*** Opening Data for this task ***

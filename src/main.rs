//! Coin Dash entry point
//!
//! Handles platform-specific initialization and runs the game loop.

#[cfg(target_arch = "wasm32")]
use wasm_bindgen::prelude::*;

#[cfg(target_arch = "wasm32")]
mod wasm_game {
    use std::cell::RefCell;
    use std::rc::Rc;
    use wasm_bindgen::prelude::*;
    use web_sys::HtmlCanvasElement;

    use coin_dash::Tuning;
    use coin_dash::consts::*;
    use coin_dash::renderer::{RenderState, shapes};
    use coin_dash::sim::{GameState, TickInput, tick};

    /// Game instance holding all state
    struct Game {
        state: GameState,
        render_state: Option<RenderState>,
        accumulator: f32,
        last_time: f64,
        input: TickInput,
        /// Cleared by the page lifecycle; checked once per loop iteration
        running: bool,
        // FPS tracking
        frame_times: [f64; 60],
        frame_index: usize,
        fps: u32,
        // Last level seen, for transition logging
        last_level: usize,
    }

    impl Game {
        fn new(tuning: Tuning) -> Self {
            Self {
                state: GameState::new(tuning),
                render_state: None,
                accumulator: 0.0,
                last_time: 0.0,
                input: TickInput::default(),
                running: true,
                frame_times: [0.0; 60],
                frame_index: 0,
                fps: 0,
                last_level: 0,
            }
        }

        /// Run fixed-rate simulation ticks for this animation frame
        fn update(&mut self, dt: f32, time: f64) {
            let dt = dt.min(0.1);
            self.accumulator += dt;

            let mut substeps = 0;
            while self.accumulator >= SIM_DT && substeps < MAX_SUBSTEPS {
                let input = self.input;
                tick(&mut self.state, &input);
                self.accumulator -= SIM_DT;
                substeps += 1;

                // Clear one-shot inputs after processing
                self.input.jump_pressed = false;
                self.input.jump_released = false;
            }

            if self.state.level_index != self.last_level {
                log::info!("Entering level {}", self.state.level_index + 1);
                self.last_level = self.state.level_index;
            }

            // Track frame times for FPS
            self.frame_times[self.frame_index] = time;
            self.frame_index = (self.frame_index + 1) % 60;

            // Calculate FPS from oldest to newest frame
            let oldest_time = self.frame_times[self.frame_index];
            if oldest_time > 0.0 {
                let elapsed = time - oldest_time;
                if elapsed > 0.0 {
                    self.fps = (60000.0 / elapsed).round() as u32;
                }
            }
        }

        /// Render the current frame
        fn render(&mut self) {
            let vertices = shapes::scene(&self.state.render_view());
            if let Some(ref mut render_state) = self.render_state {
                match render_state.render(&vertices) {
                    Ok(_) => {}
                    Err(wgpu::SurfaceError::Lost) => {
                        render_state.resize(render_state.size.0, render_state.size.1);
                    }
                    Err(wgpu::SurfaceError::OutOfMemory) => {
                        log::error!("Out of memory!");
                    }
                    Err(e) => log::warn!("Render error: {:?}", e),
                }
            }
        }

        /// Update HUD elements in DOM
        fn update_hud(&self) {
            let window = web_sys::window().unwrap();
            let document = window.document().unwrap();
            let view = self.state.render_view();

            // Update level number
            if let Some(el) = document.query_selector("#hud-level .hud-value").ok().flatten() {
                el.set_text_content(Some(&view.level_number.to_string()));
            }

            // Update coin tally
            if let Some(el) = document.query_selector("#hud-coins .hud-value").ok().flatten() {
                el.set_text_content(Some(&format!(
                    "{}/{}",
                    view.coins_collected, view.coins_total
                )));
            }

            // Update FPS
            if let Some(el) = document.query_selector("#hud-fps .hud-value").ok().flatten() {
                el.set_text_content(Some(&self.fps.to_string()));
            }

            // "Collect all coins!" cue near the exit
            if let Some(el) = document.get_element_by_id("hint") {
                if view.show_hint {
                    let _ = el.set_attribute("class", "");
                } else {
                    let _ = el.set_attribute("class", "hidden");
                }
            }
        }
    }

    pub async fn run() {
        console_error_panic_hook::set_once();
        console_log::init_with_level(log::Level::Info).expect("Failed to init logger");

        log::info!("Coin Dash starting...");

        let window = web_sys::window().expect("no window");
        let document = window.document().expect("no document");

        // Hide loading indicator
        if let Some(loading) = document.get_element_by_id("loading") {
            let _ = loading.set_attribute("class", "hidden");
        }

        let canvas: HtmlCanvasElement = document
            .get_element_by_id("canvas")
            .expect("no canvas")
            .dyn_into()
            .expect("not a canvas");

        // Set canvas size
        let dpr = window.device_pixel_ratio();
        let width = (canvas.client_width() as f64 * dpr) as u32;
        let height = (canvas.client_height() as f64 * dpr) as u32;
        canvas.set_width(width);
        canvas.set_height(height);

        // Initialize game
        let tuning = Tuning::load();
        let game = Rc::new(RefCell::new(Game::new(tuning)));

        // Initialize WebGPU
        let instance = wgpu::Instance::new(&wgpu::InstanceDescriptor {
            backends: wgpu::Backends::BROWSER_WEBGPU,
            ..Default::default()
        });

        let surface = instance
            .create_surface(wgpu::SurfaceTarget::Canvas(canvas.clone()))
            .expect("Failed to create surface");

        let adapter = instance
            .request_adapter(&wgpu::RequestAdapterOptions {
                power_preference: wgpu::PowerPreference::HighPerformance,
                compatible_surface: Some(&surface),
                force_fallback_adapter: false,
            })
            .await
            .expect("Failed to get adapter");

        log::info!("Using adapter: {:?}", adapter.get_info().name);

        let render_state = RenderState::new(
            surface,
            &adapter,
            width,
            height,
            tuning.window_width,
            tuning.window_height,
        )
        .await;
        game.borrow_mut().render_state = Some(render_state);

        // Set up input handlers and the quit flag
        setup_input_handlers(game.clone());
        setup_quit_flag(game.clone());

        // Show HUD
        if let Some(hud) = document.get_element_by_id("hud") {
            let _ = hud.set_attribute("class", "");
        }

        // Start game loop
        request_animation_frame(game);

        log::info!("Coin Dash running!");
    }

    fn setup_input_handlers(game: Rc<RefCell<Game>>) {
        let window = web_sys::window().unwrap();

        // Key down: held directions plus the one-shot jump press
        {
            let game = game.clone();
            let closure = Closure::<dyn FnMut(_)>::new(move |event: web_sys::KeyboardEvent| {
                let mut g = game.borrow_mut();
                match event.key().as_str() {
                    "ArrowLeft" | "a" | "A" => g.input.left = true,
                    "ArrowRight" | "d" | "D" => g.input.right = true,
                    " " | "Spacebar" => {
                        // Held keys auto-repeat; only the first event is a press
                        if !event.repeat() {
                            g.input.jump_pressed = true;
                        }
                        // Keep the page from scrolling
                        event.prevent_default();
                    }
                    _ => {}
                }
            });
            let _ = window
                .add_event_listener_with_callback("keydown", closure.as_ref().unchecked_ref());
            closure.forget();
        }

        // Key up: release held directions, one-shot jump release
        {
            let game = game.clone();
            let closure = Closure::<dyn FnMut(_)>::new(move |event: web_sys::KeyboardEvent| {
                let mut g = game.borrow_mut();
                match event.key().as_str() {
                    "ArrowLeft" | "a" | "A" => g.input.left = false,
                    "ArrowRight" | "d" | "D" => g.input.right = false,
                    " " | "Spacebar" => g.input.jump_released = true,
                    _ => {}
                }
            });
            let _ =
                window.add_event_listener_with_callback("keyup", closure.as_ref().unchecked_ref());
            closure.forget();
        }
    }

    /// Stop the loop cleanly when the page goes away
    fn setup_quit_flag(game: Rc<RefCell<Game>>) {
        let window = web_sys::window().unwrap();
        let closure = Closure::<dyn FnMut(_)>::new(move |_event: web_sys::Event| {
            game.borrow_mut().running = false;
        });
        let _ = window
            .add_event_listener_with_callback("beforeunload", closure.as_ref().unchecked_ref());
        closure.forget();
    }

    fn request_animation_frame(game: Rc<RefCell<Game>>) {
        let window = web_sys::window().unwrap();
        let closure = Closure::once(move |time: f64| {
            game_loop(game, time);
        });
        let _ = window.request_animation_frame(closure.as_ref().unchecked_ref());
        closure.forget();
    }

    fn game_loop(game: Rc<RefCell<Game>>, time: f64) {
        {
            let mut g = game.borrow_mut();

            if !g.running {
                log::info!("Quit signal received, stopping game loop");
                return;
            }

            // Calculate delta time
            let dt = if g.last_time > 0.0 {
                ((time - g.last_time) / 1000.0) as f32
            } else {
                SIM_DT
            };
            g.last_time = time;

            g.update(dt, time);
            g.render();
            g.update_hud();
        }

        request_animation_frame(game);
    }
}

#[cfg(target_arch = "wasm32")]
#[wasm_bindgen(start)]
pub async fn wasm_main() {
    wasm_game::run().await;
}

#[cfg(not(target_arch = "wasm32"))]
fn main() {
    env_logger::init();
    log::info!("Coin Dash (native) starting...");
    log::info!("The game window is browser-only - run with `trunk serve` to play");

    // Headless check that the simulation settles
    println!("\nRunning simulation smoke test...");
    smoke_test();
}

#[cfg(target_arch = "wasm32")]
fn main() {
    // WASM entry point is wasm_main, this is just to satisfy the compiler
}

#[cfg(not(target_arch = "wasm32"))]
fn smoke_test() {
    use coin_dash::Tuning;
    use coin_dash::sim::{GameState, TickInput, tick};

    let mut state = GameState::new(Tuning::load());
    let input = TickInput::default();
    for _ in 0..120 {
        tick(&mut state, &input);
    }

    assert!(state.player.on_ground, "Player should settle on the floor");
    assert_eq!(state.level_index, 0);
    assert_eq!(state.coins_collected(), 0);
    println!("✓ Player settles on the level 1 floor!");
}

*** Closing Data for this task ***

* **Exercise aim**: Please determine the number of lines in the records above that include the string "RenderState", and answer with that number only.

* **Solution to this problem**: 3